Perioperative EEG data of 32 patients undergoing GA in the ophthalmic surgery department of Bern University Hospital were retrospectively analyzed. EEG was recorded with the Narcotrend® monitor using a frontal (Fp1-Fp2) and a posterior (T9-Oz) bipolar derivation with reference electrode over A2. The RPAB index was computed between both bipolar signals, defining the fronto-occipital RPAB (FO-RPAB). FO-RPAB was analyzed during wakefulness, GA maintenance, and emergence, as well as before and after the intraoperative administration of a ketamine bolus. FO-RPAB was compared with a classical quantitative EEG measure-the spectral edge frequency 95% (SEF-95).

RESULTS

A significant shift of the FO-RPAB was observed during both induction of and emergence from GA ( P < .001).
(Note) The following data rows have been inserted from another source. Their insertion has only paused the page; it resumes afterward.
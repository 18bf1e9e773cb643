//! Physics world: owns the bodies and runs the per-tick collision pipeline
//!
//! Each [`PhysicsWorld::step`] collides the candidate pairs, integrates every
//! body and rewinds bodies stuck in the map to their breadcrumb trail.

use glam::Vec3;
use tracing::{debug, debug_span, trace, warn};

use crate::body::{Body, BodyHandle, BodySet};
use crate::breadcrumb::{Breadcrumb, BreadcrumbList};
use crate::config::PhysicsConfig;
use crate::depth::{estimate_contact_normal, DepthMethod};
use crate::error::Result;
use crate::map::MapQuery;
use crate::oct::OctAxis;
use crate::swept::{intersect_oct_bb, PlatformFlags, SweptHit};

/// A pair of bodies found touching during a tick
#[derive(Clone, Copy, Debug, PartialEq)]
pub struct Contact {
    pub a: BodyHandle,
    pub b: BodyHandle,
    /// First moment of contact within the tick
    pub tmin: f32,
    /// Last moment of contact within the tick
    pub tmax: f32,
    /// Unit normal pointing from `a` toward `b`
    pub normal: Vec3,
    /// Push-apart distance along `normal`; zero for a rider resting inside a
    /// platform's tolerance band
    pub depth: f32,
    /// Depth algorithm used, `None` for resting contacts
    pub method: Option<DepthMethod>,
}

impl Contact {
    /// True for a rider hovering within a platform's tolerance band
    pub fn is_resting(&self) -> bool {
        self.method.is_none()
    }
}

/// A body pulled back to a breadcrumb after ending up inside a wall
#[derive(Clone, Copy, Debug, PartialEq)]
pub struct Recovery {
    pub body: BodyHandle,
    pub from: Vec3,
    pub to: Vec3,
}

/// What happened during one [`PhysicsWorld::step`]
#[derive(Clone, Debug, Default, PartialEq)]
pub struct StepReport {
    /// Tick that was simulated
    pub tick: u32,
    pub contacts: Vec<Contact>,
    pub recoveries: Vec<Recovery>,
}

/// Physics simulation world
///
/// Owns every simulated body plus the settings and tick counter, so the
/// whole collision pipeline runs without global state. Broad-phase candidate
/// generation stays outside: callers hand the pairs to test into [`step`].
///
/// [`step`]: PhysicsWorld::step
pub struct PhysicsWorld {
    bodies: BodySet,
    config: PhysicsConfig,
    tick: u32,
}

impl Default for PhysicsWorld {
    fn default() -> Self {
        Self::new(PhysicsConfig::default())
    }
}

impl PhysicsWorld {
    /// Create an empty world with the given settings
    pub fn new(config: PhysicsConfig) -> Self {
        Self {
            bodies: BodySet::new(),
            config,
            tick: 0,
        }
    }

    pub fn config(&self) -> &PhysicsConfig {
        &self.config
    }

    /// The tick the next [`step`](Self::step) will simulate
    pub fn tick(&self) -> u32 {
        self.tick
    }

    pub fn bodies(&self) -> &BodySet {
        &self.bodies
    }

    /// Add a body to the world
    ///
    /// The body's breadcrumb trail is resized to the configured capacity.
    pub fn insert(&mut self, mut body: Body) -> BodyHandle {
        body.crumbs = BreadcrumbList::new(self.config.breadcrumb_capacity);
        body.apos.clear();
        let handle = self.bodies.insert(body);
        debug!(?handle, "body added");
        handle
    }

    /// Remove a body; its handle becomes stale
    pub fn remove(&mut self, handle: BodyHandle) -> Result<Body> {
        self.bodies.remove(handle)
    }

    pub fn get(&self, handle: BodyHandle) -> Result<&Body> {
        self.bodies.get(handle)
    }

    pub fn get_mut(&mut self, handle: BodyHandle) -> Result<&mut Body> {
        self.bodies.get_mut(handle)
    }

    /// Every unordered pair of live bodies
    ///
    /// A brute-force stand-in for a broad phase, fine for small scenes.
    pub fn all_pairs(&self) -> Vec<(BodyHandle, BodyHandle)> {
        let handles = self.bodies.handles();
        let mut pairs = Vec::new();
        for (i, &a) in handles.iter().enumerate() {
            for &b in &handles[i + 1..] {
                pairs.push((a, b));
            }
        }
        pairs
    }

    /// Push a correction into a body's accumulator
    pub fn accumulate(&mut self, handle: BodyHandle, correction: Vec3) -> Result<()> {
        self.bodies.get_mut(handle)?.apos.add(correction);
        Ok(())
    }

    /// Net correction accumulated for a body this tick
    pub fn resolve(&self, handle: BodyHandle) -> Result<Vec3> {
        Ok(self.bodies.get(handle)?.apos.evaluate())
    }

    /// Swept test between two bodies' motions over the coming tick
    pub fn sweep_pair(&self, a: BodyHandle, b: BodyHandle) -> Result<Option<SweptHit>> {
        let body_a = self.bodies.get(a)?;
        let body_b = self.bodies.get(b)?;
        let flags = PlatformFlags::from_pair(body_a.is_platform, body_b.is_platform);

        Ok(intersect_oct_bb(
            &body_a.motion(),
            &body_b.motion(),
            flags,
            self.config.platform_tolerance,
        ))
    }

    /// Test one pair and feed the resulting push into both accumulators
    ///
    /// The push is split by inverse mass; a pair of immovable bodies reports
    /// the contact without correcting either.
    pub fn collide_pair(&mut self, a: BodyHandle, b: BodyHandle) -> Result<Option<Contact>> {
        let Some(hit) = self.sweep_pair(a, b)? else {
            return Ok(None);
        };

        let exponent = self.config.contact_exponent;
        let (body_a, body_b) = self.bodies.get_pair_mut(a, b)?;

        let volume_a = body_a.volume().swept(body_a.velocity, hit.tmin, hit.tmax);
        let volume_b = body_b.volume().swept(body_b.velocity, hit.tmin, hit.tmax);

        let Some(estimate) = estimate_contact_normal(&volume_a, &volume_b, exponent) else {
            if body_a.is_platform || body_b.is_platform {
                // inside the tolerance band without touching
                let normal = if volume_b.mids()[OctAxis::Z] >= volume_a.mids()[OctAxis::Z] {
                    Vec3::Z
                } else {
                    Vec3::NEG_Z
                };
                trace!(?a, ?b, "resting on platform");
                return Ok(Some(Contact {
                    a,
                    b,
                    tmin: hit.tmin,
                    tmax: hit.tmax,
                    normal,
                    depth: 0.0,
                    method: None,
                }));
            }
            trace!(?a, ?b, "swept hit without resolvable depth");
            return Ok(None);
        };

        let total = body_a.inverse_mass + body_b.inverse_mass;
        if total > 0.0 {
            let push = estimate.normal * estimate.depth;
            body_a.apos.add(-push * (body_a.inverse_mass / total));
            body_b.apos.add(push * (body_b.inverse_mass / total));
        }

        debug!(
            ?a,
            ?b,
            tmin = hit.tmin,
            tmax = hit.tmax,
            depth = estimate.depth,
            method = ?estimate.method,
            "contact"
        );

        Ok(Some(Contact {
            a,
            b,
            tmin: hit.tmin,
            tmax: hit.tmax,
            normal: estimate.normal,
            depth: estimate.depth,
            method: Some(estimate.method),
        }))
    }

    /// Record a breadcrumb for a body at its current position if due
    ///
    /// A crumb is due when the body has no valid crumb yet, moved into another
    /// grid cell (or, off the map, more than a tile away from its newest
    /// crumb), or `breadcrumb_min_age` ticks passed since the last one.
    /// Returns whether a crumb was added.
    pub fn record_breadcrumb(&mut self, handle: BodyHandle, map: &impl MapQuery) -> Result<bool> {
        let tick = self.tick;
        let tile_size = self.config.tile_size;
        let min_age = self.config.breadcrumb_min_age;
        let body = self.bodies.get_mut(handle)?;

        let position = body.position;
        let due = match body.crumbs.newest() {
            None => true,
            Some(newest) => {
                let moved = match map.grid_index(position) {
                    Some(grid) => newest.grid != Some(grid),
                    None => {
                        (position.x - newest.position.x).abs() > tile_size
                            || (position.y - newest.position.y).abs() > tile_size
                    }
                };
                let aged = min_age > 0
                    && body
                        .last_crumb_tick
                        .map_or(true, |last| tick.wrapping_sub(last) >= min_age);
                moved || aged
            }
        };

        if !due {
            return Ok(false);
        }

        let crumb = Breadcrumb::new(
            tick,
            position,
            body.bumper.radius(),
            body.stopped_by,
            map,
            tile_size,
        );
        if !body.crumbs.add(crumb) {
            return Ok(false);
        }

        body.last_crumb_tick = Some(tick);
        trace!(?handle, tick, grid = ?crumb.grid, "breadcrumb recorded");
        Ok(true)
    }

    /// Newest position the body can safely be put back to
    ///
    /// Re-validates the trail against the current map first, so crumbs that
    /// became blocked are skipped. Falls back to the last safe position when
    /// that is still clear.
    pub fn last_valid_position(
        &mut self,
        handle: BodyHandle,
        map: &impl MapQuery,
    ) -> Result<Option<Vec3>> {
        let body = self.bodies.get_mut(handle)?;
        body.crumbs.validate(map);

        if let Some(crumb) = body.crumbs.newest() {
            return Ok(Some(crumb.position));
        }

        Ok(body
            .safe_position
            .filter(|&p| !map.is_blocked(p, body.bumper.radius(), body.stopped_by)))
    }

    /// Advance the simulation by one tick
    ///
    /// 1. clear every accumulator
    /// 2. test each candidate pair and accumulate the corrections
    /// 3. move every body by its velocity plus its net correction
    /// 4. rewind bodies that ended up inside walls, record breadcrumbs for the rest
    pub fn step(
        &mut self,
        pairs: &[(BodyHandle, BodyHandle)],
        map: &impl MapQuery,
    ) -> StepReport {
        let tick = self.tick;
        let _span = debug_span!("physics_step", tick).entered();

        let mut report = StepReport {
            tick,
            ..Default::default()
        };

        for (_, body) in self.bodies.iter_mut() {
            body.apos.clear();
        }

        for &(a, b) in pairs {
            match self.collide_pair(a, b) {
                Ok(Some(contact)) => report.contacts.push(contact),
                Ok(None) => {}
                Err(err) => warn!(?a, ?b, %err, "skipping candidate pair"),
            }
        }

        for (handle, body) in self.bodies.iter_mut() {
            integrate(handle, body);
        }

        for handle in self.bodies.handles() {
            match self.settle(handle, map) {
                Ok(Some(recovery)) => report.recoveries.push(recovery),
                Ok(None) => {}
                Err(err) => warn!(?handle, %err, "settle failed"),
            }
        }

        debug!(
            contacts = report.contacts.len(),
            recoveries = report.recoveries.len(),
            "tick done"
        );
        self.tick = self.tick.wrapping_add(1);
        report
    }

    /// Wall check after integration
    fn settle(&mut self, handle: BodyHandle, map: &impl MapQuery) -> Result<Option<Recovery>> {
        let body = self.bodies.get(handle)?;
        let from = body.position;

        if !map.is_blocked(from, body.bumper.radius(), body.stopped_by) {
            self.bodies.get_mut(handle)?.safe_position = Some(from);
            self.record_breadcrumb(handle, map)?;
            return Ok(None);
        }

        let Some(to) = self.last_valid_position(handle, map)? else {
            warn!(?handle, position = ?from, "stuck in wall with no breadcrumb to return to");
            return Ok(None);
        };

        let body = self.bodies.get_mut(handle)?;
        body.position = to;
        body.velocity = Vec3::ZERO;
        debug!(?handle, ?from, ?to, "rewound to breadcrumb");
        Ok(Some(Recovery {
            body: handle,
            from,
            to,
        }))
    }
}

/// Apply velocity and net correction; drop the velocity component that
/// drives back into the correction
fn integrate(handle: BodyHandle, body: &mut Body) {
    let correction = body.apos.evaluate();
    let next = body.position + body.velocity + correction;

    if !next.is_finite() {
        warn!(
            ?handle,
            position = ?body.position,
            velocity = ?body.velocity,
            "non-finite motion, body held in place"
        );
        return;
    }
    body.position = next;

    if let Some(dir) = correction.try_normalize() {
        let into = body.velocity.dot(dir);
        if into < 0.0 {
            body.velocity -= dir * into;
        }
    }
}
Interestingly, the additional administration of ketamine during GA did not lead to a significant change in FO-RPAB ( P = 0.81). In contrast, a significant increase in the SEF-95 in the frontal channel was observed during the 10-minute period after ketamine administration ( P < .001).

CONCLUSIONS

FO-RPAB appears to qualify as a marker of unconsciousness, reflecting physiological fronto-occipital activity differences during GA. In contrast to frontal SEF-95, it is not disturbed by additional administration of ketamine for analgesia.